世界経済評論IMPACT(世界経済評論インパクト)

No.695

短期海外語学研修の効果

佐竹正夫

(常磐大学国際学部 教授)

2016.08.22

 OECD等の統計に基づく文部科学省の調査によれば,日本人の海外留学者数は2004年度がピーク(82,945人)でそれ以降2011年度(57,501人)まで毎年減少している。このデータは日本の学生の「内向き」志向を示す論拠としてしばしば引用される。しかし,この資料には,交換留学などの短期留学は含まれていないといった問題があり,日本学生支援機構は国内の大学等から協定に基づいて海外の大学等へ留学した学生の調査を行い,2004年度から調査結果を公表している。それによれば,この期間ほぼ毎年日本から海外の大学等へ留学した学生数は増え続けている。2009年度からは協定に基づかずに留学した学生数も公表しているが,それを加えると,2014年度は81,219人で2009年度の36,302人から2倍以上増加している 。

 大学によっては多くの学生を送り込んでいる大学もある。例えば,2014年度に関西外国語大学や早稲田大学は1,800人以上の学生を海外の大学に派遣している。国立大学でも千葉大学,広島大学,北海道大学は500人以上の学生を派遣している。

 日本学生支援機構のデータで,もう一つ特徴的なことは,留学期間が1ヵ月未満の割合が増えていることである。2009年度は46%であったが,2014年度は60%に達している。1ヵ月未満の留学生の多くは,大学等で実施されている語学習得や異文化交流を目的とする短期海外研修プログラムへの参加者であると考えられる。

 1ヶ月未満の短期留学が増えている理由の一つとして,1991年の大学設置基準の緩和以降大学が増えたこと(大学数は90年の507校から2013年の782校に増加)が挙げられよう。筆者が勤務している常磐大学(開学は1983年)でも五つの海外研修プログラムが用意されている。米国,台湾,英国,タイ,フィリピンである。期間はいずれも2週間〜4週間で,ホームステイや協定校が提供する宿泊施設に滞在しながら,現地の言語を学ぶとともに協定校の学生と交流したり,行事に参加したり公共施設を訪問するなどの異文化体験を行う。同様の短期の海外語学研修プログラムは,地方の私立大学だけでなく短期大学や高等専門学校にも見られ,春休みなどの休暇を利用して,毎年学生を送り出している。

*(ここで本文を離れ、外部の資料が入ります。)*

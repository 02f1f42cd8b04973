//! Request body sinks and the readable body they are promoted to.
//!
//! While a body is arriving it is written into a [`BodySink`]: an in-memory
//! vector below the spool threshold, a temp file at or above it. Once the
//! received length equals Content-Length the sink is promoted, exactly once,
//! into a [`RequestBody`] that can be read from the start any number of times
//! (the proxy relies on that to replay a body on retry).

use std::io;
use std::pin::Pin;
use std::task::{Context, Poll};

use bytes::Bytes;
use tempfile::TempPath;
use tokio::io::{AsyncRead, AsyncReadExt, AsyncWriteExt, ReadBuf};

/// Where an incoming body is being written.
#[derive(Debug)]
pub enum BodySink {
    Memory(Vec<u8>),
    Spool {
        file: tokio::fs::File,
        path: TempPath,
    },
}

impl BodySink {
    /// Pick a sink for a body of `content_length` bytes.
    pub fn for_length(content_length: u64, spool_threshold: u64) -> io::Result<Self> {
        if content_length >= spool_threshold {
            let (file, path) = tempfile::NamedTempFile::new()?.into_parts();
            tracing::debug!(path = ?path, content_length, "Spooling request body to temp file");
            Ok(BodySink::Spool {
                file: tokio::fs::File::from_std(file),
                path,
            })
        } else {
            // Cap the upfront reservation; the header value is client-controlled.
            let reserve = content_length.min(64 * 1024) as usize;
            Ok(BodySink::Memory(Vec::with_capacity(reserve)))
        }
    }

    pub async fn write(&mut self, chunk: &[u8]) -> io::Result<()> {
        match self {
            BodySink::Memory(buf) => {
                buf.extend_from_slice(chunk);
                Ok(())
            }
            BodySink::Spool { file, .. } => file.write_all(chunk).await,
        }
    }

    /// Close the write side and produce the readable body.
    pub async fn finish(self, len: u64) -> io::Result<RequestBody> {
        match self {
            BodySink::Memory(buf) => Ok(RequestBody::Memory(Bytes::from(buf))),
            BodySink::Spool { mut file, path } => {
                file.flush().await?;
                file.sync_data().await?;
                drop(file);
                Ok(RequestBody::Spooled(SpooledBody { path, len }))
            }
        }
    }
}

/// A complete request body.
#[derive(Debug, Default)]
pub enum RequestBody {
    #[default]
    Empty,
    Memory(Bytes),
    Spooled(SpooledBody),
}

/// Body stored in a temp file that is removed when this value drops.
#[derive(Debug)]
pub struct SpooledBody {
    path: TempPath,
    len: u64,
}

impl SpooledBody {
    pub fn path(&self) -> &std::path::Path {
        &self.path
    }
}

impl RequestBody {
    pub fn len(&self) -> u64 {
        match self {
            RequestBody::Empty => 0,
            RequestBody::Memory(b) => b.len() as u64,
            RequestBody::Spooled(s) => s.len,
        }
    }

    pub fn is_empty(&self) -> bool {
        self.len() == 0
    }

    pub fn is_spooled(&self) -> bool {
        matches!(self, RequestBody::Spooled(_))
    }

    /// A fresh reader positioned at the start of the body.
    pub async fn reader(&self) -> io::Result<BodyReader> {
        match self {
            RequestBody::Empty => Ok(BodyReader::Memory(io::Cursor::new(Bytes::new()))),
            RequestBody::Memory(b) => Ok(BodyReader::Memory(io::Cursor::new(b.clone()))),
            RequestBody::Spooled(s) => {
                let file = tokio::fs::File::open(&s.path).await?;
                Ok(BodyReader::File(file))
            }
        }
    }

    /// Whole body in memory. Spooled bodies are read back from disk.
    pub async fn to_bytes(&self) -> io::Result<Bytes> {
        match self {
            RequestBody::Empty => Ok(Bytes::new()),
            RequestBody::Memory(b) => Ok(b.clone()),
            RequestBody::Spooled(s) => {
                let mut out = Vec::with_capacity(s.len as usize);
                self.reader().await?.read_to_end(&mut out).await?;
                Ok(Bytes::from(out))
            }
        }
    }
}

/// Readable view over a [`RequestBody`].
#[derive(Debug)]
pub enum BodyReader {
    Memory(io::Cursor<Bytes>),
    File(tokio::fs::File),
}

impl AsyncRead for BodyReader {
    fn poll_read(
        self: Pin<&mut Self>,
        cx: &mut Context<'_>,
        buf: &mut ReadBuf<'_>,
    ) -> Poll<io::Result<()>> {
        match self.get_mut() {
            BodyReader::Memory(c) => Pin::new(c).poll_read(cx, buf),
            BodyReader::File(f) => Pin::new(f).poll_read(cx, buf),
        }
    }
}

 多くの大学がこのような短期の海外研修を実施するのは,グローバル化の時代に対応する教育の一環と大学が考えているからであり,学生(保護者)の側にも語学力向上や異文化体験などへの期待があるのであろう。しかし,1ヵ月に満たない短期の海外研修でどれほどの効果が望めるのであろうか。

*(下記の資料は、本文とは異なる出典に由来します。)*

#[cfg(test)]
mod tests {
    use super::*;
    use crate::routing::handler::RouteHandler;
    use std::sync::atomic::{AtomicBool, Ordering};
    use std::time::Duration;
    use tokio::io::{AsyncWriteExt, DuplexStream};

    fn server(config: ServerConfig) -> Arc<HttpServer> {
        let routes = Arc::new(RouteTable::new("localhost"));
        routes.add(
            None,
            "/hello",
            RouteHandler::sync(|_, _| Ok(Some(Response::text(StatusCode::OK, "hi")))),
        );
        routes.add(
            None,
            "/fail",
            RouteHandler::sync(|_, _| Err(Error::handler("boom"))),
        );
        routes.add(
            None,
            "/panic",
            RouteHandler::sync(|_, _| panic!("kaboom")),
        );
        Arc::new(HttpServer::new(&config, routes, None))
    }

    fn connect_with(server: Arc<HttpServer>, on_eof: ClientEof) -> DuplexStream {
        let (client, server_side) = tokio::io::duplex(64 * 1024);
        let info = ConnectionInfo {
            peer_addr: "127.0.0.1:5555".parse().unwrap(),
            tls: false,
        };
        tokio::spawn(async move {
            server
                .serve_connection(server_side, info, ConnectionId::new(), on_eof)
                .await;
        });
        client
    }

    fn connect(server: Arc<HttpServer>) -> DuplexStream {
        connect_with(server, ClientEof::Abort)
    }

    async fn exchange(server: Arc<HttpServer>, raw: &[u8]) -> String {
        let mut client = connect(server);
        client.write_all(raw).await.unwrap();
        let mut out = Vec::new();
        client.read_to_end(&mut out).await.unwrap();
        String::from_utf8_lossy(&out).into_owned()
    }

    #[tokio::test]
    async fn pipelined_requests_answered_in_order() {
        let out = exchange(
            server(ServerConfig::default()),
            b"GET /hello HTTP/1.1\r\nHost: x\r\n\r\nGET /missing HTTP/1.1\r\nHost: x\r\nConnection: close\r\n\r\n",
        )
        .await;
        let first = out.find("200 OK").unwrap();
        let second = out.find("404 Not Found").unwrap();
        assert!(first < second);
        assert!(out.contains("Connection: close"));
    }

    #[tokio::test]
    async fn handler_errors_and_panics_become_500() {
        let out = exchange(
            server(ServerConfig::default()),
            b"GET /fail HTTP/1.1\r\nConnection: close\r\n\r\n",
        )
        .await;
        assert!(out.starts_with("HTTP/1.1 500"));
        assert!(out.contains("boom"));

        let out = exchange(
            server(ServerConfig::default()),
            b"GET /panic HTTP/1.1\r\nConnection: close\r\n\r\n",
        )
        .await;
        assert!(out.starts_with("HTTP/1.1 500"));
        assert!(out.contains("kaboom"));
    }

    #[tokio::test]
    async fn chunked_request_body_gets_501_and_close() {
        let out = exchange(
            server(ServerConfig::default()),
            b"POST /hello HTTP/1.1\r\nTransfer-Encoding: chunked\r\n\r\n5\r\nhello\r\n0\r\n\r\n",
        )
        .await;
        assert!(out.starts_with("HTTP/1.1 501"));
    }

    #[tokio::test]
    async fn overflow_closes_without_response() {
        let mut config = ServerConfig::default();
        config.http.receive_buffer_bytes = 256;
        let mut client = connect(server(config));
        let mut raw = b"GET /hello HTTP/1.1\r\nX-Big: ".to_vec();
        raw.extend(std::iter::repeat(b'a').take(1024));
        let _ = client.write_all(&raw).await;
        let mut out = Vec::new();
        let _ = client.read_to_end(&mut out).await;
        assert!(out.is_empty());
    }

    #[tokio::test]
    async fn slow_handler_times_out_with_504() {
        let mut config = ServerConfig::default();
        config.timeouts.request_secs = 1;
        let server = server(config);

        struct Slow;
        #[async_trait::async_trait]
        impl crate::routing::handler::Handler for Slow {
            async fn handle(&self, _ctx: &mut RequestContext<'_>) -> Result<Option<Response>> {
                tokio::time::sleep(std::time::Duration::from_secs(10)).await;
                Ok(None)
            }
        }
        server.routes().add(None, "/slow", RouteHandler::from_handler(Slow));

        let out = exchange(server, b"GET /slow HTTP/1.1\r\nConnection: close\r\n\r\n").await;
        assert!(out.starts_with("HTTP/1.1 504"));
    }

    /// Sleeps long past any test deadline, recording start and drop.
    struct Stuck {
        started: Arc<AtomicBool>,
        dropped: Arc<AtomicBool>,
    }

    struct SetOnDrop(Arc<AtomicBool>);

    impl Drop for SetOnDrop {
        fn drop(&mut self) {
            self.0.store(true, Ordering::SeqCst);
        }
    }

    #[async_trait::async_trait]
    impl crate::routing::handler::Handler for Stuck {
        async fn handle(&self, _ctx: &mut RequestContext<'_>) -> Result<Option<Response>> {
            let _guard = SetOnDrop(Arc::clone(&self.dropped));
            self.started.store(true, Ordering::SeqCst);
            tokio::time::sleep(Duration::from_secs(60)).await;
            Ok(None)
        }
    }

    async fn wait_for(flag: &AtomicBool) {
        for _ in 0..200 {
            if flag.load(Ordering::SeqCst) {
                return;
            }
            tokio::time::sleep(Duration::from_millis(10)).await;
        }
        panic!("flag never set");
    }

    #[tokio::test]
    async fn client_disconnect_drops_running_handler() {
        let mut config = ServerConfig::default();
        config.timeouts.request_secs = 60;
        let server = server(config);
        let started = Arc::new(AtomicBool::new(false));
        let dropped = Arc::new(AtomicBool::new(false));
        server.routes().add(
            None,
            "/stuck",
            RouteHandler::from_handler(Stuck {
                started: Arc::clone(&started),
                dropped: Arc::clone(&dropped),
            }),
        );

        let mut client = connect(server);
        client.write_all(b"GET /stuck HTTP/1.1\r\n\r\n").await.unwrap();
        wait_for(&started).await;
        assert!(!dropped.load(Ordering::SeqCst));

        drop(client);
        wait_for(&dropped).await;
    }

    #[tokio::test]
    async fn half_closed_client_still_gets_response() {
        let server = server(ServerConfig::default());
        server.routes().add(
            None,
            "/late",
            RouteHandler::from_handler(Late),
        );

        struct Late;
        #[async_trait::async_trait]
        impl crate::routing::handler::Handler for Late {
            async fn handle(&self, _ctx: &mut RequestContext<'_>) -> Result<Option<Response>> {
                tokio::time::sleep(Duration::from_millis(100)).await;
                Ok(Some(Response::text(StatusCode::OK, "late")))
            }
        }

        let mut client = connect_with(server, ClientEof::HalfClose);
        client.write_all(b"GET /late HTTP/1.1\r\n\r\n").await.unwrap();
        client.shutdown().await.unwrap();
        let mut out = Vec::new();
        client.read_to_end(&mut out).await.unwrap();
        let out = String::from_utf8_lossy(&out);
        assert!(out.starts_with("HTTP/1.1 200"));
        assert!(out.ends_with("late"));
    }

    #[tokio::test]
    async fn bytes_pipelined_during_handler_are_served_next() {
        let server = server(ServerConfig::default());
        server.routes().add(
            None,
            "/wait",
            RouteHandler::from_handler(Wait),
        );

        struct Wait;
        #[async_trait::async_trait]
        impl crate::routing::handler::Handler for Wait {
            async fn handle(&self, _ctx: &mut RequestContext<'_>) -> Result<Option<Response>> {
                tokio::time::sleep(Duration::from_millis(100)).await;
                Ok(Some(Response::text(StatusCode::OK, "first")))
            }
        }

        let mut client = connect(server);
        client.write_all(b"GET /wait HTTP/1.1\r\n\r\n").await.unwrap();
        tokio::time::sleep(Duration::from_millis(20)).await;
        client
            .write_all(b"GET /hello HTTP/1.1\r\nConnection: close\r\n\r\n")
            .await
            .unwrap();
        let mut out = Vec::new();
        client.read_to_end(&mut out).await.unwrap();
        let out = String::from_utf8_lossy(&out);
        let first = out.find("\r\n\r\nfirst").unwrap();
        let second = out.find("\r\n\r\nhi").unwrap();
        assert!(first < second);
    }
}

 私には未知の分野であったが,常磐大学の国際学部の教員として,米国研修(カルフォルニア大学アーバイン校で実施される「4週間の英会話と文化プログラム」)が参加学生の語学力の向上や異文化への理解または情意面での効果に関する調査に協力することになったので,特に語学面での効果について先行研究と常磐大学の結果を簡単に紹介したい。

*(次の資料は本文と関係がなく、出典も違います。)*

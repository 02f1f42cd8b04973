//! Streaming reader for upstream responses.
//!
//! Reads the response head, then yields the body in pieces according to its
//! framing: bounded by `Content-Length`, walked chunk by chunk for
//! `Transfer-Encoding: chunked`, or read to EOF when neither is present (the
//! connection can then not be reused). Chunked bodies can be yielded
//! verbatim, framing included, for passthrough, or decoded for interception.
//!
//! All reads go through a lookahead buffer: bytes are only consumed once a
//! complete unit (head, size line, CRLF) is present, so partial units are
//! effectively peeked and rewound.

use bytes::{Buf, Bytes, BytesMut};
use http::StatusCode;
use tokio::io::{AsyncRead, AsyncReadExt};

use crate::http::chunked::parse_chunk_size;
use crate::http::headers::{parse_content_length, Headers};

const MAX_HEAD: usize = 64 * 1024;
const MAX_LINE: usize = 4 * 1024;
const READ_BLOCK: usize = 16 * 1024;
const MAX_HEADERS: usize = 128;

#[derive(Debug, thiserror::Error)]
pub enum UpstreamError {
    #[error("upstream closed the connection before responding")]
    ClosedBeforeResponse,
    #[error("upstream response head is malformed: {0}")]
    MalformedHead(String),
    #[error("upstream response head too large")]
    HeadTooLarge,
    #[error("invalid chunked framing from upstream")]
    MalformedChunk,
    #[error("upstream closed the connection mid-body")]
    Truncated,
    #[error(transparent)]
    Io(#[from] std::io::Error),
}

/// How the response body is delimited.
#[derive(Debug, Clone, Copy, PartialEq, Eq)]
pub enum Framing {
    Length(u64),
    Chunked,
    UntilClose,
}

#[derive(Debug, Clone)]
pub struct ResponseHead {
    pub status: StatusCode,
    pub headers: Headers,
    pub framing: Framing,
    /// Upstream allows the connection to be reused.
    pub keep_alive: bool,
    /// The head exactly as received.
    pub raw: Bytes,
}

fn is_interim(status: StatusCode) -> bool {
    status.is_informational() && status != StatusCode::SWITCHING_PROTOCOLS
}

#[derive(Debug, Clone, Copy, PartialEq, Eq)]
enum ChunkState {
    Size,
    Data(u64),
    DataCrlf,
    Trailer,
}

#[derive(Debug, Clone, Copy, PartialEq, Eq)]
enum BodyState {
    Length(u64),
    Chunked(ChunkState),
    UntilClose,
    Done,
}

enum Step {
    Progress,
    NeedMore,
    Done,
}

#[derive(Debug)]
pub struct UpstreamReader<R> {
    inner: R,
    lookahead: BytesMut,
    body: BodyState,
    echo_framing: bool,
    keep_alive: bool,
    failed: bool,
}

impl<R: AsyncRead + Unpin> UpstreamReader<R> {
    pub fn new(inner: R) -> Self {
        Self {
            inner,
            lookahead: BytesMut::with_capacity(READ_BLOCK),
            body: BodyState::Done,
            echo_framing: true,
            keep_alive: false,
            failed: false,
        }
    }

    /// Yield decoded chunk payloads instead of the raw chunked framing.
    pub fn decode_chunks(&mut self) {
        self.echo_framing = false;
    }

    /// True once the body has been read to its end without any framing
    /// violation and the upstream allows keep-alive.
    pub fn is_reusable(&self) -> bool {
        !self.failed
            && self.keep_alive
            && self.body == BodyState::Done
            && self.lookahead.is_empty()
    }

    async fn fill(&mut self) -> std::io::Result<usize> {
        self.lookahead.reserve(READ_BLOCK);
        self.inner.read_buf(&mut self.lookahead).await
    }

    /// Read the status line and headers of the final response. Interim `1xx`
    /// heads other than `101` are consumed and skipped. `head_request` means
    /// no body follows regardless of the headers.
    pub async fn read_head(&mut self, head_request: bool) -> Result<ResponseHead, UpstreamError> {
        loop {
            match self.try_parse_head(head_request) {
                Ok(Some(head)) if is_interim(head.status) => {
                    tracing::trace!(status = head.status.as_u16(), "Skipping interim upstream response");
                    continue;
                }
                Ok(Some(head)) => return Ok(head),
                Ok(None) => {}
                Err(e) => {
                    self.failed = true;
                    return Err(e);
                }
            }
            if self.lookahead.len() > MAX_HEAD {
                self.failed = true;
                return Err(UpstreamError::HeadTooLarge);
            }
            let n = self.fill().await.map_err(|e| {
                self.failed = true;
                e
            })?;
            if n == 0 {
                self.failed = true;
                return Err(if self.lookahead.is_empty() {
                    UpstreamError::ClosedBeforeResponse
                } else {
                    UpstreamError::MalformedHead("connection closed mid-head".into())
                });
            }
        }
    }

    fn try_parse_head(&mut self, head_request: bool) -> Result<Option<ResponseHead>, UpstreamError> {
        let mut raw_headers = [httparse::EMPTY_HEADER; MAX_HEADERS];
        let mut parsed = httparse::Response::new(&mut raw_headers);
        let consumed = match parsed.parse(&self.lookahead) {
            Ok(httparse::Status::Complete(n)) => n,
            Ok(httparse::Status::Partial) => return Ok(None),
            Err(e) => return Err(UpstreamError::MalformedHead(e.to_string())),
        };

        let code = parsed
            .code
            .ok_or_else(|| UpstreamError::MalformedHead("missing status".into()))?;
        let status = StatusCode::from_u16(code).map_err(|e| UpstreamError::MalformedHead(e.to_string()))?;
        let http10 = parsed.version == Some(0);

        let mut headers = Headers::new();
        for h in parsed.headers.iter() {
            headers.append(h.name, String::from_utf8_lossy(h.value).into_owned());
        }

        let bodyless = head_request
            || status.is_informational()
            || status == StatusCode::NO_CONTENT
            || status == StatusCode::NOT_MODIFIED;
        let framing = if bodyless {
            Framing::Length(0)
        } else if headers.has_token("transfer-encoding", "chunked") {
            Framing::Chunked
        } else if let Some(cl) = headers.get("content-length") {
            let len = parse_content_length(cl)
                .ok_or_else(|| UpstreamError::MalformedHead("invalid Content-Length".into()))?;
            Framing::Length(len)
        } else {
            Framing::UntilClose
        };

        let keep_alive = if headers.has_token("connection", "close") {
            false
        } else if http10 {
            headers.has_token("connection", "keep-alive")
        } else {
            true
        };

        let raw = self.lookahead.split_to(consumed).freeze();
        self.keep_alive = keep_alive && framing != Framing::UntilClose;
        self.body = match framing {
            Framing::Length(0) => BodyState::Done,
            Framing::Length(n) => BodyState::Length(n),
            Framing::Chunked => BodyState::Chunked(ChunkState::Size),
            Framing::UntilClose => BodyState::UntilClose,
        };

        Ok(Some(ResponseHead {
            status,
            headers,
            framing,
            keep_alive,
            raw,
        }))
    }

    /// Next piece of the body, or `None` at its end.
    pub async fn next_part(&mut self) -> Result<Option<Bytes>, UpstreamError> {
        let mut out = BytesMut::new();
        loop {
            let step = match self.step(&mut out) {
                Ok(step) => step,
                Err(e) => {
                    self.failed = true;
                    return Err(e);
                }
            };
            match step {
                Step::Progress => continue,
                Step::Done => {
                    return Ok(if out.is_empty() { None } else { Some(out.freeze()) });
                }
                Step::NeedMore => {
                    if !out.is_empty() {
                        return Ok(Some(out.freeze()));
                    }
                    let n = self.fill().await.map_err(|e| {
                        self.failed = true;
                        UpstreamError::from(e)
                    })?;
                    if n == 0 {
                        if self.body == BodyState::UntilClose {
                            self.body = BodyState::Done;
                            return Ok(None);
                        }
                        self.failed = true;
                        return Err(UpstreamError::Truncated);
                    }
                }
            }
        }
    }

    /// Read the remaining body into memory.
    pub async fn read_to_end(&mut self) -> Result<Bytes, UpstreamError> {
        let mut body = BytesMut::new();
        while let Some(part) = self.next_part().await? {
            body.extend_from_slice(&part);
        }
        Ok(body.freeze())
    }

    /// Advance over whatever is buffered. Never performs I/O.
    fn step(&mut self, out: &mut BytesMut) -> Result<Step, UpstreamError> {
        match self.body {
            BodyState::Done => Ok(Step::Done),
            BodyState::UntilClose => {
                if self.lookahead.is_empty() {
                    return Ok(Step::NeedMore);
                }
                out.extend_from_slice(&self.lookahead.split());
                Ok(Step::NeedMore)
            }
            BodyState::Length(remaining) => {
                if self.lookahead.is_empty() {
                    return Ok(Step::NeedMore);
                }
                let take = remaining.min(self.lookahead.len() as u64) as usize;
                out.extend_from_slice(&self.lookahead.split_to(take));
                let left = remaining - take as u64;
                self.body = if left == 0 {
                    BodyState::Done
                } else {
                    BodyState::Length(left)
                };
                Ok(Step::Progress)
            }
            BodyState::Chunked(state) => self.step_chunked(state, out),
        }
    }

    fn step_chunked(&mut self, state: ChunkState, out: &mut BytesMut) -> Result<Step, UpstreamError> {
        match state {
            ChunkState::Size => {
                let Some(line) = self.take_line()? else {
                    return Ok(Step::NeedMore);
                };
                let size = parse_chunk_size(&line[..line.len() - 2]).ok_or(UpstreamError::MalformedChunk)?;
                if self.echo_framing {
                    out.extend_from_slice(&line);
                }
                self.body = BodyState::Chunked(if size == 0 {
                    ChunkState::Trailer
                } else {
                    ChunkState::Data(size)
                });
                Ok(Step::Progress)
            }
            ChunkState::Data(remaining) => {
                if self.lookahead.is_empty() {
                    return Ok(Step::NeedMore);
                }
                let take = remaining.min(self.lookahead.len() as u64) as usize;
                out.extend_from_slice(&self.lookahead.split_to(take));
                let left = remaining - take as u64;
                self.body = BodyState::Chunked(if left == 0 {
                    ChunkState::DataCrlf
                } else {
                    ChunkState::Data(left)
                });
                Ok(Step::Progress)
            }
            ChunkState::DataCrlf => {
                if self.lookahead.len() < 2 {
                    return Ok(Step::NeedMore);
                }
                if &self.lookahead[..2] != b"\r\n" {
                    return Err(UpstreamError::MalformedChunk);
                }
                if self.echo_framing {
                    out.extend_from_slice(b"\r\n");
                }
                self.lookahead.advance(2);
                self.body = BodyState::Chunked(ChunkState::Size);
                Ok(Step::Progress)
            }
            ChunkState::Trailer => {
                let Some(line) = self.take_line()? else {
                    return Ok(Step::NeedMore);
                };
                if self.echo_framing {
                    out.extend_from_slice(&line);
                }
                if line.len() == 2 {
                    self.body = BodyState::Done;
                }
                Ok(Step::Progress)
            }
        }
    }

    /// Take one CRLF-terminated line (CRLF included) if fully buffered.
    fn take_line(&mut self) -> Result<Option<BytesMut>, UpstreamError> {
        match self.lookahead.windows(2).position(|w| w == b"\r\n") {
            Some(pos) => Ok(Some(self.lookahead.split_to(pos + 2))),
            None if self.lookahead.len() > MAX_LINE => Err(UpstreamError::MalformedChunk),
            None => Ok(None),
        }
    }

    pub fn into_inner(self) -> R {
        self.inner
    }
}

 この分野では,地方の大学や短大または高専の短期海外研修について,その効果を検証する研究が2000年前後から行われている。それらの研究では,語学面での効果については,アンケート調査による参加者の主観的な評価(研修によって語学力は向上したと思う,など)と研修の前後にテストを行って総合点や各技能(聴解や読解,語彙,文法など)の得点差を比較したり,研修参加者と非参加者を比較したりする客観的な方法がある。

 事前事後のテストの得点差に基づく語学面での効果に関する先行研究では,五つの報告のうち,一つは有意差が確認されていないが,有意差が確認された他の四つの調査では,2週間から3,4週間の研修で,総合点で6.4%から11.9%までの伸び率が報告されている。個々の技能では,リスニングで有意差が確認されている。これは参加者の主観的な評価と一致している。また,成績下位のグループが上位グループよりも伸びていることが,いくつかの調査で報告さている。

 常磐大学の事例は,2014年度と15年度の米国研修に参加した21名の学生のデータに基づいているが,総合点では,事前事後の得点差は有意で13.7%の伸び率を示している。ただ,参加者の主観的評価ではリスニング力が特に伸びたとしているが,テストの結果ではそれは確認されていない。また,成績下位グループの伸びが上位グループよりも大きいことは確認されている。

 以上は,短期海外研修の語学力に及ぼす効果であるが,その他の効果,特に情意面への効果は定量化が難しいが,大きな効果を与えることが多くの研究で報告されている。常磐大学の場合も,学生たちが「チャレンジする勇気」「自立」「自信と積極性」「人間関係の大切さ」などを得たと感じていることが報告されている。詳細は,大津理香・佐竹正夫「短期海外語学研修はどれほどの効果があるのか-常磐大学の場合-」日本学生支援機構,ウェブマガジン『留学交流』2016年8月号を参照されたい。